---------- Supplied data

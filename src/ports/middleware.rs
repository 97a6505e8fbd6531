use std::sync::Arc;

use thiserror::Error;

use crate::{config::models::MiddlewareConfig, ports::transport::SharedTransport};

/// Error type for middleware resolution
#[derive(Error, Debug, Clone, PartialEq, Eq)]
#[non_exhaustive]
pub enum MiddlewareError {
    /// No middleware is registered under this name. Chain building skips it.
    #[error("Middleware not found: {0}")]
    NotFound(String),

    /// The middleware exists but its options are unusable. Aborts endpoint construction.
    #[error("Invalid middleware '{name}': {reason}")]
    Invalid { name: String, reason: String },
}

/// A transport decorator: takes the next transport and returns the wrapped one.
pub type Middleware = Arc<dyn Fn(SharedTransport) -> SharedTransport + Send + Sync>;

/// MiddlewareFactory resolves a configured middleware entry into a decorator.
pub trait MiddlewareFactory: Send + Sync + 'static {
    fn build(&self, config: &MiddlewareConfig) -> Result<Middleware, MiddlewareError>;
}
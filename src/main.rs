use std::{net::SocketAddr, path::Path, sync::Arc, time::Duration};

use axum::{extract::Request, routing::get};
use clap::Parser;
use color_eyre::{Result, eyre::Context};
use metrics_exporter_prometheus::PrometheusHandle;
use portway::{
    adapters::{FileConfigProvider, HttpTransportFactory, MiddlewareRegistry},
    config::{ServerConfigValidator, loader::load_config, models::ServerConfig},
    core::Proxy,
    metrics::{self, GatewayMetrics},
    ports::config_provider::ConfigProvider,
    tracing_setup::{self, LogFormat},
};
use tower_http::trace::TraceLayer;

#[derive(Parser, Debug)]
#[clap(author, version, about)]
struct Args {
    #[clap(subcommand)]
    command: Option<Commands>,

    #[clap(short, long, default_value = "gateway.yaml")]
    config: String,

    /// Log filter directive (e.g. `info`, `portway=debug`)
    #[clap(long, default_value = "info", global = true)]
    log_level: String,

    /// Emit human-readable logs instead of JSON
    #[clap(long, global = true)]
    pretty: bool,
}

#[derive(Parser, Debug)]
enum Commands {
    /// Validate configuration file
    Validate {
        /// Configuration file to validate
        #[clap(short, long, default_value = "gateway.yaml")]
        config: String,
    },
    /// Start the gateway server (default)
    Serve {
        /// Configuration file to use
        #[clap(short, long, default_value = "gateway.yaml")]
        config: String,
    },
}

#[tokio::main]
async fn main() -> Result<()> {
    color_eyre::install()?;

    let args = Args::parse();

    match args.command {
        Some(Commands::Validate { config }) => validate_config_command(&config).await,
        Some(Commands::Serve { config }) => serve(&config, &args.log_level, args.pretty).await,
        None => serve(&args.config, &args.log_level, args.pretty).await,
    }
}

async fn serve(config_path: &str, log_level: &str, pretty: bool) -> Result<()> {
    let log_format = if pretty {
        LogFormat::Pretty
    } else {
        LogFormat::Json { spans: true }
    };
    tracing_setup::init_tracing(log_level, log_format).context("Failed to initialize tracing")?;
    tracing_setup::install_panic_hook();

    let prometheus =
        metrics::install_prometheus_recorder().context("Failed to install metrics recorder")?;

    tracing::info!("Loading initial configuration from {config_path}");
    let config_provider: Arc<dyn ConfigProvider> = Arc::new(
        FileConfigProvider::new(config_path).context("Failed to create config provider")?,
    );
    let config: ServerConfig = config_provider
        .load_config()
        .await
        .with_context(|| format!("Failed to load initial config from {config_path}"))?;
    ServerConfigValidator::validate(&config).context("Invalid initial configuration")?;

    let proxy = Arc::new(Proxy::new(
        Arc::new(HttpTransportFactory::new().context("Failed to create upstream clients")?),
        Arc::new(MiddlewareRegistry::with_builtins()),
        Arc::new(GatewayMetrics::new()),
    ));
    proxy
        .update(&config.gateway)
        .context("Failed to build initial routing table")?;

    spawn_config_watcher(config_provider, proxy.clone());

    if let Some(debug_addr) = &config.debug_addr {
        spawn_debug_server(debug_addr, proxy.clone(), prometheus).await?;
    }

    let addr: SocketAddr = config
        .listen_addr
        .parse()
        .context("Failed to parse listen address")?;

    let gateway = proxy.clone();
    let app = axum::Router::new()
        .fallback(move |req: Request| {
            let gateway = gateway.clone();
            async move { gateway.serve(req).await }
        })
        .layer(TraceLayer::new_for_http());

    let listener = tokio::net::TcpListener::bind(addr)
        .await
        .context("Failed to bind to address")?;

    tracing::info!(
        "Portway gateway '{}' listening on {} with {} routes",
        config.gateway.name,
        addr,
        proxy.current().len()
    );

    axum::serve(
        listener,
        app.into_make_service_with_connect_info::<SocketAddr>(),
    )
    .with_graceful_shutdown(shutdown_signal())
    .await
    .context("Server error")?;

    tracing::info!("Portway shut down gracefully");
    Ok(())
}

/// Rebuild the routing table whenever the configuration source changes.
///
/// A configuration that fails to load, validate or build is logged and the current table
/// keeps serving.
fn spawn_config_watcher(config_provider: Arc<dyn ConfigProvider>, proxy: Arc<Proxy>) {
    let debounce_duration = Duration::from_secs(2);
    let mut notify_rx = config_provider.watch();

    tokio::spawn(async move {
        tracing::info!("Config watcher task started.");
        let mut last_reload_attempt_time = tokio::time::Instant::now();
        last_reload_attempt_time = last_reload_attempt_time
            .checked_sub(debounce_duration)
            .unwrap_or(last_reload_attempt_time);

        while notify_rx.recv().await.is_some() {
            if last_reload_attempt_time.elapsed() < debounce_duration {
                tracing::info!("Debouncing config reload event. Still within cooldown period.");
                while notify_rx.try_recv().is_ok() {}
                continue;
            }
            last_reload_attempt_time = tokio::time::Instant::now();

            tracing::info!(
                "Attempting to reload configuration from {}",
                config_provider.source()
            );

            let reloaded = config_provider
                .load_config()
                .await
                .and_then(|config| {
                    ServerConfigValidator::validate(&config)?;
                    Ok(config)
                })
                .and_then(|config| {
                    proxy.update(&config.gateway)?;
                    Ok(config)
                });
            match reloaded {
                Ok(config) => tracing::info!(
                    "Configuration '{}' reloaded; routing table replaced.",
                    config.gateway.name
                ),
                Err(e) => tracing::error!(
                    "Failed to reload configuration: {:#}. Keeping old configuration.",
                    e
                ),
            }
            while notify_rx.try_recv().is_ok() {}
        }
        tracing::info!("Config watcher task is shutting down.");
    });
}

async fn spawn_debug_server(
    debug_addr: &str,
    proxy: Arc<Proxy>,
    prometheus: PrometheusHandle,
) -> Result<()> {
    let addr: SocketAddr = debug_addr
        .parse()
        .context("Failed to parse debug address")?;
    let app = proxy
        .debug_router()
        .route(
            "/metrics",
            get(move || {
                let prometheus = prometheus.clone();
                async move { prometheus.render() }
            }),
        )
        .layer(TraceLayer::new_for_http());

    let listener = tokio::net::TcpListener::bind(addr)
        .await
        .context("Failed to bind debug address")?;
    tracing::info!("Debug endpoints listening on {}", addr);

    tokio::spawn(async move {
        if let Err(e) = axum::serve(listener, app).await {
            tracing::error!("Debug server error: {}", e);
        }
    });
    Ok(())
}

async fn shutdown_signal() {
    let ctrl_c = async {
        if let Err(e) = tokio::signal::ctrl_c().await {
            tracing::error!("Failed to listen for Ctrl+C: {}", e);
            std::future::pending::<()>().await;
        }
    };

    #[cfg(unix)]
    let terminate = async {
        use tokio::signal::unix::{SignalKind, signal};
        match signal(SignalKind::terminate()) {
            Ok(mut sigterm) => {
                sigterm.recv().await;
            }
            Err(e) => {
                tracing::error!("Failed to register SIGTERM handler: {}", e);
                std::future::pending::<()>().await;
            }
        }
    };

    #[cfg(not(unix))]
    let terminate = std::future::pending::<()>();

    tokio::select! {
        _ = ctrl_c => tracing::info!("Received SIGINT (Ctrl+C), initiating graceful shutdown..."),
        _ = terminate => tracing::info!("Received SIGTERM, initiating graceful shutdown..."),
    }
}

async fn validate_config_command(config_path: &str) -> Result<()> {
    println!("🔍 Validating configuration file: {config_path}");

    if !Path::new(config_path).exists() {
        eprintln!("❌ Error: Configuration file '{config_path}' not found");
        std::process::exit(1);
    }

    let config = match load_config(config_path).await {
        Ok(config) => {
            println!("✅ Configuration parsing: OK");
            config
        }
        Err(e) => {
            eprintln!("❌ Configuration parsing failed:");
            eprintln!("   {e:#}");
            std::process::exit(1);
        }
    };

    match ServerConfigValidator::validate(&config) {
        Ok(()) => {
            println!("✅ Configuration validation: OK");
            println!();
            println!("📋 Configuration Summary:");
            println!("   • Listen Address: {}", config.listen_addr);
            println!(
                "   • Debug Address: {}",
                config.debug_addr.as_deref().unwrap_or("disabled")
            );
            println!("   • Endpoints: {}", config.gateway.endpoints.len());
            println!(
                "   • Gateway Middlewares: {}",
                config.gateway.middlewares.len()
            );
            println!();
            println!("🎉 Configuration is valid and ready to use!");
            Ok(())
        }
        Err(e) => {
            eprintln!("❌ Configuration validation failed:");
            eprintln!("{e}");
            println!();
            println!("💡 Common fixes:");
            println!("   • Ensure every endpoint path starts with '/'");
            println!("   • Ensure backend targets use http:// or https://");
            println!("   • Use humantime durations for timeouts (e.g. '500ms', '2s')");
            println!("   • Verify listen address format (e.g., '127.0.0.1:3000')");
            std::process::exit(1);
        }
    }
}
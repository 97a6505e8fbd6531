//! Portway - the request-forwarding core of an HTTP/gRPC API gateway.
//!
//! Portway turns a declarative list of endpoints into a routing table and serves requests
//! through it:
//!
//! - every endpoint gets a transport (backend client) wrapped in its middleware chain
//! - requests run through a retry loop bounded by an overall and a per-attempt deadline
//! - the request body is read once and replayed for every attempt
//! - failures are classified into `499` / `504` / `502`, with gRPC endpoints answering
//!   `200` plus `grpc-status`
//! - routing tables are swapped atomically on configuration change while in-flight
//!   requests finish on the table they started with
//!
//! # Quick Example
//! ```no_run
//! use std::sync::Arc;
//!
//! use portway::{
//!     GatewayMetrics, HttpTransportFactory, MiddlewareRegistry, Proxy,
//!     config::loader::load_config,
//! };
//!
//! # #[tokio::main] async fn main() -> eyre::Result<()> {
//! let config = load_config("gateway.yaml").await?;
//! let proxy = Arc::new(Proxy::new(
//!     Arc::new(HttpTransportFactory::new()?),
//!     Arc::new(MiddlewareRegistry::with_builtins()),
//!     Arc::new(GatewayMetrics::new()),
//! ));
//! proxy.update(&config.gateway)?;
//! // Wire `proxy.serve(req)` into an axum fallback handler (see the binary crate)
//! # Ok(()) }
//! ```
//!
//! # Architecture
//! **Ports** (traits for transports, middlewares, metrics and configuration sources) are
//! kept apart from **adapters** (hyper client, middleware registry, file watcher), while the
//! forwarding logic lives in `core`.
//!
//! # Error Handling
//! Library building blocks return typed `thiserror` errors; the binary and configuration
//! loading use `eyre::Result<T>` with context attached through `WrapErr`.
pub mod config;
pub mod metrics;
pub mod ports;
pub mod tracing_setup;

pub mod adapters;
pub mod core;

pub use crate::{
    adapters::{FileConfigProvider, HttpTransportFactory, MiddlewareRegistry},
    core::{EndpointHandler, Proxy, RouterHolder},
    metrics::{GatewayMetrics, InMemoryMetrics},
};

--------------------

● Your objective: If a line in the data above holds the string "task", copy it.

● Problem solution:
        tracing::info!("Config watcher task started.");
        tracing::info!("Config watcher task is shutting down.");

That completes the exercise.